But I am trespassing upon a subject, which requires its own distinct consideration. Enough has been said to prove, that Moses was not himself deceived, when he assumed the functions of a prophet and a lawgiver.

CHAP. III.

THE EVIDENCE THAT MOSES WAS NOT AN

IMPOSTOR.

Ir shall next be tried, whether the Mosaical dispensation possesses the second mark of authenticity.

At present therefore we have to shew, that Moses was not an artful impostor, and consequently that he had no intention to deceive others.

The most convincing argument to prove, that this was not the case with Moses, is that which may be drawn from his conduct: for, in almost every respect, from first to last, it was directly opposite to that, which a person guided by mere human reason would have adopted. Hence, as an excellent modern writer well observes, if we exclude the idea of a divine interposition, it is impossible, on any rational principles, to account for the conduct of Moses.'

1 Graves's Lect. on the four last books of the Pent. part i. lect. 5. p. 129.

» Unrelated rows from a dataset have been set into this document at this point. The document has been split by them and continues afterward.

use assert_cmd::Command;
use predicates::prelude::*;
use std::io::{Cursor, Write};
use std::path::Path;
use tempfile::TempDir;
use zip::write::SimpleFileOptions;
use zip::{AesMode, ZipWriter};

const VALID: &str = "snmp-server host 10.0.0.5 version 2c rightcommunity";

/// A command isolated from the user's config and environment
fn snmpfix(dir: &Path) -> Command {
    let mut cmd = Command::cargo_bin("snmpfix").unwrap();
    cmd.env("SNMPFIX_CONFIG", dir.join("config.toml"))
        .env_remove("DNAC_URL")
        .env_remove("DNAC_USER")
        .env_remove("DNAC_PASS")
        .env_remove("SNMPFIX_ARCHIVE_SECRET")
        .env("RUST_LOG", "off")
        .arg("--no-color");
    cmd
}

fn policy_args() -> [&'static str; 6] {
    [
        "--valid-host",
        "10.0.0.5",
        "--valid-community",
        "rightcommunity",
        "--intended-line",
        VALID,
    ]
}

fn write_export(root: &Path) {
    for (ip, text) in [
        ("10.1.0.1", format!("hostname sw1\n{VALID}\n")),
        (
            "10.1.0.2",
            "hostname sw2\nsnmp-server host 10.0.0.1 version 2c wrongcommunity\n".to_string(),
        ),
    ] {
        let folder = root.join(ip);
        std::fs::create_dir_all(&folder).unwrap();
        std::fs::write(folder.join(format!("{ip}_RUNNINGCONFIG.cfg")), text).unwrap();
        std::fs::write(folder.join(format!("{ip}_STARTUPCONFIG.cfg")), "ignored").unwrap();
    }
}

#[test]
fn test_help_lists_commands() {
    let dir = TempDir::new().unwrap();
    snmpfix(dir.path())
        .arg("--help")
        .assert()
        .success()
        .stdout(predicate::str::contains("audit"))
        .stdout(predicate::str::contains("run"))
        .stdout(predicate::str::contains("devices"));
}

#[test]
fn test_audit_single_file() {
    let dir = TempDir::new().unwrap();
    let file = dir.path().join("sw9.cfg");
    std::fs::write(
        &file,
        "hostname sw9\nsnmp-server host 192.0.2.1 public\nsnmp-server host 10.0.0.5 wrong\n",
    )
    .unwrap();

    snmpfix(dir.path())
        .arg("audit")
        .arg(&file)
        .args(policy_args())
        .assert()
        .success()
        .stdout(predicate::str::contains("no snmp-server host 192.0.2.1 public"))
        .stdout(predicate::str::contains("no snmp-server host 10.0.0.5 wrong"))
        .stdout(predicate::str::contains(VALID));
}

#[test]
fn test_audit_export_directory_json() {
    let dir = TempDir::new().unwrap();
    let export = dir.path().join("export");
    write_export(&export);

    let output = snmpfix(dir.path())
        .args(["--output", "json", "audit"])
        .arg(&export)
        .args(policy_args())
        .arg("--show-template")
        .output()
        .unwrap();
    assert!(output.status.success());

    let report: serde_json::Value = serde_json::from_slice(&output.stdout).unwrap();
    assert_eq!(report["compliant"], 1);
    assert_eq!(report["non_compliant"], 1);
    assert_eq!(report["no_config_found"], 0);
    assert_eq!(report["devices"][1]["management_ip_address"], "10.1.0.2");
    assert_eq!(report["devices"][1]["status"], "non_compliant");

    let body = report["template_body"].as_str().unwrap();
    assert!(body.starts_with("#if($device_ip == '10.1.0.2')"));
    assert!(!body.contains("10.1.0.1"));
}

#[test]
fn test_audit_encrypted_export() {
    let dir = TempDir::new().unwrap();
    let archive = dir.path().join("export.zip");

    let mut writer = ZipWriter::new(Cursor::new(Vec::new()));
    let options = SimpleFileOptions::default().with_aes_encryption(AesMode::Aes256, "Secret123!");
    writer
        .start_file("10.1.0.3/sw3_RUNNINGCONFIG.cfg", options)
        .unwrap();
    writer.write_all(b"hostname sw3\n").unwrap();
    std::fs::write(&archive, writer.finish().unwrap().into_inner()).unwrap();

    snmpfix(dir.path())
        .args(["--output", "csv", "audit"])
        .arg(&archive)
        .args(policy_args())
        .args(["--secret", "Secret123!"])
        .assert()
        .success()
        .stdout(predicate::str::contains("10.1.0.3"))
        .stdout(predicate::str::contains("non_compliant"));

    snmpfix(dir.path())
        .arg("audit")
        .arg(&archive)
        .args(policy_args())
        .assert()
        .failure()
        .stderr(predicate::str::contains("--secret"));

    snmpfix(dir.path())
        .arg("audit")
        .arg(&archive)
        .args(policy_args())
        .args(["--secret", "wrong"])
        .assert()
        .failure()
        .stderr(predicate::str::contains("decryption failed"));
}

#[test]
fn test_audit_requires_policy() {
    let dir = TempDir::new().unwrap();
    let file = dir.path().join("sw.cfg");
    std::fs::write(&file, "hostname sw\n").unwrap();

    snmpfix(dir.path())
        .arg("audit")
        .arg(&file)
        .assert()
        .failure()
        .stderr(predicate::str::contains("--valid-host"));
}

#[test]
fn test_audit_uses_configured_policy() {
    let dir = TempDir::new().unwrap();
    for (key, value) in [
        ("valid_host", "10.0.0.5"),
        ("valid_community", "rightcommunity"),
        ("intended_line", VALID),
    ] {
        snmpfix(dir.path())
            .args(["config", "set", key, value])
            .assert()
            .success();
    }

    let file = dir.path().join("sw.cfg");
    std::fs::write(&file, format!("{VALID}\n")).unwrap();
    snmpfix(dir.path())
        .args(["--output", "json", "audit"])
        .arg(&file)
        .assert()
        .success()
        .stdout(predicate::str::contains("\"compliant\": 1"));
}

#[test]
fn test_config_set_show_path() {
    let dir = TempDir::new().unwrap();
    let path = dir.path().join("config.toml");

    snmpfix(dir.path())
        .args(["config", "set", "password", "hunter2"])
        .assert()
        .success()
        .stdout(predicate::str::contains("hunter2").not());
    snmpfix(dir.path())
        .args(["config", "set", "url", "https://dnac.example.net"])
        .assert()
        .success();

    snmpfix(dir.path())
        .args(["config", "show"])
        .assert()
        .success()
        .stdout(predicate::str::contains("https://dnac.example.net"))
        .stdout(predicate::str::contains("hunter2").not());

    snmpfix(dir.path())
        .args(["config", "path"])
        .assert()
        .success()
        .stdout(predicate::str::contains(path.to_string_lossy().as_ref()));

    let saved = std::fs::read_to_string(&path).unwrap();
    assert!(saved.contains("hunter2"));

    snmpfix(dir.path())
        .args(["config", "set", "api_key", "x"])
        .assert()
        .failure()
        .stderr(predicate::str::contains("Unknown config key"));
}

#[test]
fn test_run_requires_controller_url() {
    let dir = TempDir::new().unwrap();
    snmpfix(dir.path())
        .arg("run")
        .args(policy_args())
        .args(["--project", "Remediation", "--template", "snmp-fix"])
        .assert()
        .failure()
        .stderr(predicate::str::contains("Controller URL required"));
}

#[test]
fn test_run_rejects_inconsistent_policy() {
    let dir = TempDir::new().unwrap();
    snmpfix(dir.path())
        .args(["run", "--valid-host", "10.0.0.5", "--valid-community", "rightcommunity"])
        .args(["--intended-line", "snmp-server host 10.0.0.9 version 2c rightcommunity"])
        .args(["--project", "Remediation", "--template", "snmp-fix"])
        .assert()
        .failure()
        .stderr(predicate::str::contains("intended line"));
}

#[test]
fn test_run_requires_template_name() {
    let dir = TempDir::new().unwrap();
    snmpfix(dir.path())
        .arg("run")
        .args(policy_args())
        .args(["--project", "Remediation"])
        .assert()
        .failure()
        .stderr(predicate::str::contains("Template name required"));
}
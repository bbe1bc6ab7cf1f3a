/// Encrypted configuration export as downloaded from the controller.
///
/// The bytes are opaque until handed to the archive decryptor together with
/// the secret the export was requested with.
#[derive(Clone, PartialEq, Eq)]
pub struct ConfigurationArchive(Vec<u8>);

impl ConfigurationArchive {
    /// Wrap downloaded archive bytes
    #[must_use]
    pub const fn new(bytes: Vec<u8>) -> Self {
        Self(bytes)
    }

    /// Borrow the raw bytes
    #[must_use]
    pub fn as_bytes(&self) -> &[u8] {
        &self.0
    }

    /// Size of the archive in bytes
    #[must_use]
    pub fn len(&self) -> usize {
        self.0.len()
    }

    /// Returns true if the archive holds no bytes
    #[must_use]
    pub fn is_empty(&self) -> bool {
        self.0.is_empty()
    }
}

impl std::fmt::Debug for ConfigurationArchive {
    fn fmt(&self, f: &mut std::fmt::Formatter<'_>) -> std::fmt::Result {
        write!(f, "ConfigurationArchive({} bytes)", self.0.len())
    }
}

impl From<Vec<u8>> for ConfigurationArchive {
    fn from(bytes: Vec<u8>) -> Self {
        Self(bytes)
    }
}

I. After his extraordinary preservation from death, we first become acquainted with him as the prime favourite and adopted son of Pharaoh's daughter. In this capacity, he is brought up amidst all the luxury of a court, is carefully instituted in all the learning of the age, and is taught to anticipate with rational confidence the highest offices and the most commanding stations in the Egyptian monarchy.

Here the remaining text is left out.